*ABOUT THIS TASK:*
Give back every record exactly as written.

▬▬▬

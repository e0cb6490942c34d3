// crates/tm_foundation/src/ptr.rs

//! 强类型指针句柄系统
//!
//! 为主机和设备两个物理内存空间提供不透明的地址句柄，
//! 防止在编译期混用两个地址空间的指针。
//!
//! # 设计目标
//!
//! 1. **类型安全**: 编译期区分 `HostPtr` 与 `DevicePtr`
//! 2. **零开销**: release 模式下与裸整数完全相同
//! 3. **显式偏移运算**: 别名解析依赖的地址算术集中在少数方法中
//! 4. **身份语义**: 句柄只是地址，不携带所有权，不保证可解引用
//!
//! # 示例
//!
//! ```
//! use tm_foundation::ptr::HostPtr;
//!
//! let data = vec![1.0f64; 8];
//! let base = HostPtr::of_slice(&data);
//! let q = base.offset(24);
//! assert_eq!(q.offset_from(base), 24);
//! ```

use bytemuck::Pod;
use serde::{Deserialize, Serialize};
use std::fmt;

// ============================================================================
// 主机指针
// ============================================================================

/// 主机地址空间的指针句柄
///
/// 作为注册表键使用的稳定身份。句柄本身不保证指向有效内存；
/// 通过它执行数据拷贝时，由注册方保证地址区间在记录生命期内有效。
#[derive(Debug, Clone, Copy, PartialEq, Eq, Hash, PartialOrd, Ord, Serialize, Deserialize)]
#[serde(transparent)]
pub struct HostPtr(usize);

impl HostPtr {
    /// 从裸地址创建
    #[inline]
    pub const fn from_addr(addr: usize) -> Self {
        Self(addr)
    }

    /// 取切片首元素地址作为句柄
    #[inline]
    pub fn of_slice<T: Pod>(slice: &[T]) -> Self {
        Self(slice.as_ptr() as usize)
    }

    /// 取单个值的地址作为句柄
    #[inline]
    pub fn of_ref<T: Pod>(value: &T) -> Self {
        Self(value as *const T as usize)
    }

    /// 裸地址值
    #[inline]
    pub const fn addr(self) -> usize {
        self.0
    }

    /// 只读字节指针
    #[inline]
    pub const fn as_raw(self) -> *const u8 {
        self.0 as *const u8
    }

    /// 可写字节指针
    #[inline]
    pub const fn as_raw_mut(self) -> *mut u8 {
        self.0 as *mut u8
    }

    /// 向后偏移 `bytes` 字节
    #[inline]
    pub const fn offset(self, bytes: usize) -> Self {
        Self(self.0 + bytes)
    }

    /// 相对 `base` 的字节偏移
    ///
    /// 调用方保证 `self >= base`。
    #[inline]
    pub fn offset_from(self, base: Self) -> usize {
        debug_assert!(self.0 >= base.0, "offset_from: self before base");
        self.0 - base.0
    }
}

impl fmt::Display for HostPtr {
    fn fmt(&self, f: &mut fmt::Formatter<'_>) -> fmt::Result {
        write!(f, "h:0x{:x}", self.0)
    }
}

// ============================================================================
// 设备指针
// ============================================================================

/// 设备地址空间的指针句柄
///
/// 设备地址由后端分配，对上层完全不透明；唯一允许的运算是
/// 字节偏移（别名解析需要 `base + offset`）。
#[derive(Debug, Clone, Copy, PartialEq, Eq, Hash, PartialOrd, Ord, Serialize, Deserialize)]
#[serde(transparent)]
pub struct DevicePtr(u64);

impl DevicePtr {
    /// 从裸地址创建
    #[inline]
    pub const fn from_addr(addr: u64) -> Self {
        Self(addr)
    }

    /// 裸地址值
    #[inline]
    pub const fn addr(self) -> u64 {
        self.0
    }

    /// 向后偏移 `bytes` 字节
    #[inline]
    pub const fn offset(self, bytes: usize) -> Self {
        Self(self.0 + bytes as u64)
    }

    /// 相对 `base` 的字节偏移
    #[inline]
    pub fn offset_from(self, base: Self) -> usize {
        debug_assert!(self.0 >= base.0, "offset_from: self before base");
        (self.0 - base.0) as usize
    }
}

impl fmt::Display for DevicePtr {
    fn fmt(&self, f: &mut fmt::Formatter<'_>) -> fmt::Result {
        write!(f, "d:0x{:x}", self.0)
    }
}

// ============================================================================
// 地址区间
// ============================================================================

/// 主机地址空间中的半开字节区间 `[base, base + bytes)`
#[derive(Debug, Clone, Copy, PartialEq, Eq, Serialize, Deserialize)]
pub struct PtrRange {
    /// 区间起始地址
    pub base: HostPtr,
    /// 区间字节数
    pub bytes: usize,
}

impl PtrRange {
    /// 创建区间
    #[inline]
    pub const fn new(base: HostPtr, bytes: usize) -> Self {
        Self { base, bytes }
    }

    /// 区间结束地址（不含）
    #[inline]
    pub const fn end(self) -> HostPtr {
        self.base.offset(self.bytes)
    }

    /// 是否包含该地址（含起点，不含终点）
    #[inline]
    pub fn contains(self, ptr: HostPtr) -> bool {
        self.base <= ptr && ptr < self.end()
    }

    /// 是否严格包含该地址（不含起点与终点）
    ///
    /// 别名定义：严格位于区间内部的指针才是别名。
    #[inline]
    pub fn contains_interior(self, ptr: HostPtr) -> bool {
        self.base < ptr && ptr < self.end()
    }

    /// 是否与另一区间有重叠
    #[inline]
    pub fn overlaps(self, other: Self) -> bool {
        self.base < other.end() && other.base < self.end()
    }
}

impl fmt::Display for PtrRange {
    fn fmt(&self, f: &mut fmt::Formatter<'_>) -> fmt::Result {
        write!(f, "[{}, +{}B)", self.base, self.bytes)
    }
}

▬▬▬

*RESPONSE AREA:*
repository e0cb6490942c34d3
// crates/tm_foundation/src/ptr.rs

//! 强类型指针句柄系统
//!
//! 为主机和设备两个物理内存空间提供不透明的地址句柄，
//! 防止在编译期混用两个地址空间的指针。
//!
//! # 设计目标
//!
//! 1. **类型安全**: 编译期区分 `HostPtr` 与 `DevicePtr`
//! 2. **零开销**: release 模式下与裸整数完全相同
//! 3. **显式偏移运算**: 别名解析依赖的地址算术集中在少数方法中
//! 4. **身份语义**: 句柄只是地址，不携带所有权，不保证可解引用
//!
//! # 示例
//!
//! ```
//! use tm_foundation::ptr::HostPtr;
//!
//! let data = vec![1.0f64; 8];
//! let base = HostPtr::of_slice(&data);
//! let q = base.offset(24);
//! assert_eq!(q.offset_from(base), 24);
//! ```

use bytemuck::Pod;
use serde::{Deserialize, Serialize};
use std::fmt;

// ============================================================================
// 主机指针
// ============================================================================

/// 主机地址空间的指针句柄
///
/// 作为注册表键使用的稳定身份。句柄本身不保证指向有效内存；
/// 通过它执行数据拷贝时，由注册方保证地址区间在记录生命期内有效。
#[derive(Debug, Clone, Copy, PartialEq, Eq, Hash, PartialOrd, Ord, Serialize, Deserialize)]
#[serde(transparent)]
pub struct HostPtr(usize);

impl HostPtr {
    /// 从裸地址创建
    #[inline]
    pub const fn from_addr(addr: usize) -> Self {
        Self(addr)
    }

    /// 取切片首元素地址作为句柄
    #[inline]
    pub fn of_slice<T: Pod>(slice: &[T]) -> Self {
        Self(slice.as_ptr() as usize)
    }

    /// 取单个值的地址作为句柄
    #[inline]
    pub fn of_ref<T: Pod>(value: &T) -> Self {
        Self(value as *const T as usize)
    }

    /// 裸地址值
    #[inline]
    pub const fn addr(self) -> usize {
        self.0
    }

    /// 只读字节指针
    #[inline]
    pub const fn as_raw(self) -> *const u8 {
        self.0 as *const u8
    }

    /// 可写字节指针
    #[inline]
    pub const fn as_raw_mut(self) -> *mut u8 {
        self.0 as *mut u8
    }

    /// 向后偏移 `bytes` 字节
    #[inline]
    pub const fn offset(self, bytes: usize) -> Self {
        Self(self.0 + bytes)
    }

    /// 相对 `base` 的字节偏移
    ///
    /// 调用方保证 `self >= base`。
    #[inline]
    pub fn offset_from(self, base: Self) -> usize {
        debug_assert!(self.0 >= base.0, "offset_from: self before base");
        self.0 - base.0
    }
}

impl fmt::Display for HostPtr {
    fn fmt(&self, f: &mut fmt::Formatter<'_>) -> fmt::Result {
        write!(f, "h:0x{:x}", self.0)
    }
}

// ============================================================================
// 设备指针
// ============================================================================

/// 设备地址空间的指针句柄
///
/// 设备地址由后端分配，对上层完全不透明；唯一允许的运算是
/// 字节偏移（别名解析需要 `base + offset`）。
#[derive(Debug, Clone, Copy, PartialEq, Eq, Hash, PartialOrd, Ord, Serialize, Deserialize)]
#[serde(transparent)]
pub struct DevicePtr(u64);

impl DevicePtr {
    /// 从裸地址创建
    #[inline]
    pub const fn from_addr(addr: u64) -> Self {
        Self(addr)
    }

    /// 裸地址值
    #[inline]
    pub const fn addr(self) -> u64 {
        self.0
    }

    /// 向后偏移 `bytes` 字节
    #[inline]
    pub const fn offset(self, bytes: usize) -> Self {
        Self(self.0 + bytes as u64)
    }

    /// 相对 `base` 的字节偏移
    #[inline]
    pub fn offset_from(self, base: Self) -> usize {
        debug_assert!(self.0 >= base.0, "offset_from: self before base");
        (self.0 - base.0) as usize
    }
}

impl fmt::Display for DevicePtr {
    fn fmt(&self, f: &mut fmt::Formatter<'_>) -> fmt::Result {
        write!(f, "d:0x{:x}", self.0)
    }
}

// ============================================================================
// 地址区间
// ============================================================================

/// 主机地址空间中的半开字节区间 `[base, base + bytes)`
#[derive(Debug, Clone, Copy, PartialEq, Eq, Serialize, Deserialize)]
pub struct PtrRange {
    /// 区间起始地址
    pub base: HostPtr,
    /// 区间字节数
    pub bytes: usize,
}

impl PtrRange {
    /// 创建区间
    #[inline]
    pub const fn new(base: HostPtr, bytes: usize) -> Self {
        Self { base, bytes }
    }

    /// 区间结束地址（不含）
    #[inline]
    pub const fn end(self) -> HostPtr {
        self.base.offset(self.bytes)
    }

    /// 是否包含该地址（含起点，不含终点）
    #[inline]
    pub fn contains(self, ptr: HostPtr) -> bool {
        self.base <= ptr && ptr < self.end()
    }

    /// 是否严格包含该地址（不含起点与终点）
    ///
    /// 别名定义：严格位于区间内部的指针才是别名。
    #[inline]
    pub fn contains_interior(self, ptr: HostPtr) -> bool {
        self.base < ptr && ptr < self.end()
    }

    /// 是否与另一区间有重叠
    #[inline]
    pub fn overlaps(self, other: Self) -> bool {
        self.base < other.end() && other.base < self.end()
    }
}

impl fmt::Display for PtrRange {
    fn fmt(&self, f: &mut fmt::Formatter<'_>) -> fmt::Result {
        write!(f, "[{}, +{}B)", self.base, self.bytes)
    }
}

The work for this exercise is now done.